Men and women have a different approach towards managing finance and debt. Women are more responsible in handling their credit, while men tend to accumulate more debt and default on mortgages. Experian’s study on interrelation between gender, credit, and financial management proves it right. Read further to know more about the revelations in the study and more on what is a good credit score, and how to earn it.
The Study
The study says that women have an average credit score of 675 compared to 670 among men and they have 3.7% less average debt. Women have 23.5% more open credit cards as compared to men and the revolving utilization ratio is 4.2% less than men. Borrowings for secured mortgages are 7.9 % less in terms of volume and women make 8.1% less late mortgage payments than men.
Key lessons from the Experian study
- Education and income do not guarantee a good credit score. Women offset the wage difference by prudent fund management, which also defines their financial stability. Wage difference is offset by prudent management of funds by women that also defines their financial stability. Creditworthiness of women is high as they have lower debt, use credit wisely and pay bills on time.
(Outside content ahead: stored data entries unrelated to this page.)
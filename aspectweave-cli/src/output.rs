use comfy_table::{presets, CellAlignment, ContentArrangement, Table};
use serde::Serialize;

use crate::app::GlobalOptions;

/// Print `data` as JSON (if `--json`) or call `display_fn` for human-readable output.
pub fn print_output<T: Serialize>(
    data: &T,
    opts: &GlobalOptions,
    display_fn: impl FnOnce(&T),
) -> anyhow::Result<()> {
    if opts.json {
        let json = serde_json::to_string_pretty(data)?;
        println!("{json}");
    } else {
        display_fn(data);
    }
    Ok(())
}

/// Column alignment for tabular output.
#[derive(Clone, Copy)]
pub enum Align {
    Left,
    Right,
}

/// Whitespace-aligned table for terminal output.
pub struct TabWriter {
    table: Table,
    indent: String,
}

impl TabWriter {
    /// Create a new `TabWriter` from `(header, alignment)` column pairs.
    pub fn new(columns: Vec<(&str, Align)>) -> Self {
        let mut table = Table::new();
        table
            .load_preset(presets::NOTHING)
            .set_content_arrangement(ContentArrangement::Dynamic);
        table.set_header(columns.iter().map(|(name, _)| *name).collect::<Vec<_>>());

        // Two spaces between columns, none at the outer edges.
        let last = columns.len().saturating_sub(1);
        for (i, (_, align)) in columns.iter().enumerate() {
            if let Some(col) = table.column_mut(i) {
                col.set_cell_alignment(match align {
                    Align::Left => CellAlignment::Left,
                    Align::Right => CellAlignment::Right,
                });
                col.set_padding((u16::from(i != 0), u16::from(i != last)));
            }
        }

        Self {
            table,
            indent: String::new(),
        }
    }

    /// Set the indent prefix for every line.
    pub fn indent(mut self, prefix: &str) -> Self {
        self.indent = prefix.to_string();
        self
    }

    /// Add a row. Values are given in column order.
    pub fn row(&mut self, values: Vec<String>) {
        self.table.add_row(values);
    }

    /// Print the table to stdout.
    pub fn print(&self) {
        for line in self.table.to_string().lines() {
            println!("{}{}", self.indent, line.trim_end());
        }
    }
}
- Credit cards are important not just because they offer convenience, but also help you during financial emergencies. Though an increase in credit card usage by women does not translate into bad debts, it helps in developing a positive payment history, debt utilization, credit length and greater diversity in credit reports. Such parameters help to boost credit scores by over 90%, which can significantly bolster confidence and self-esteem.
- The importance of credit health increases as people age. Retirement income, medical bills and existing debt are some of the expenses that more than 65 percent of the consumer face everyday. A good credit score results in low interest rates and premiums and keep the costs low. Such factors depict that both male and female retirees need to ensure that their credit score doesn’t suffer.
Women may not always have a higher credit score than their male counterparts. Spending habits, wise purchase decision, and understanding finance management is crucial to secure the financial future. Credit scores are usually down when people are young, but they should be repaired as you enter middle –age and be perfect by the time you retire. An individual needs to spend wisely to avoid financial crunch in the future. Hope the blog gives a clear understanding of the mindset of both, men and women to help individuals plan their credit and budget.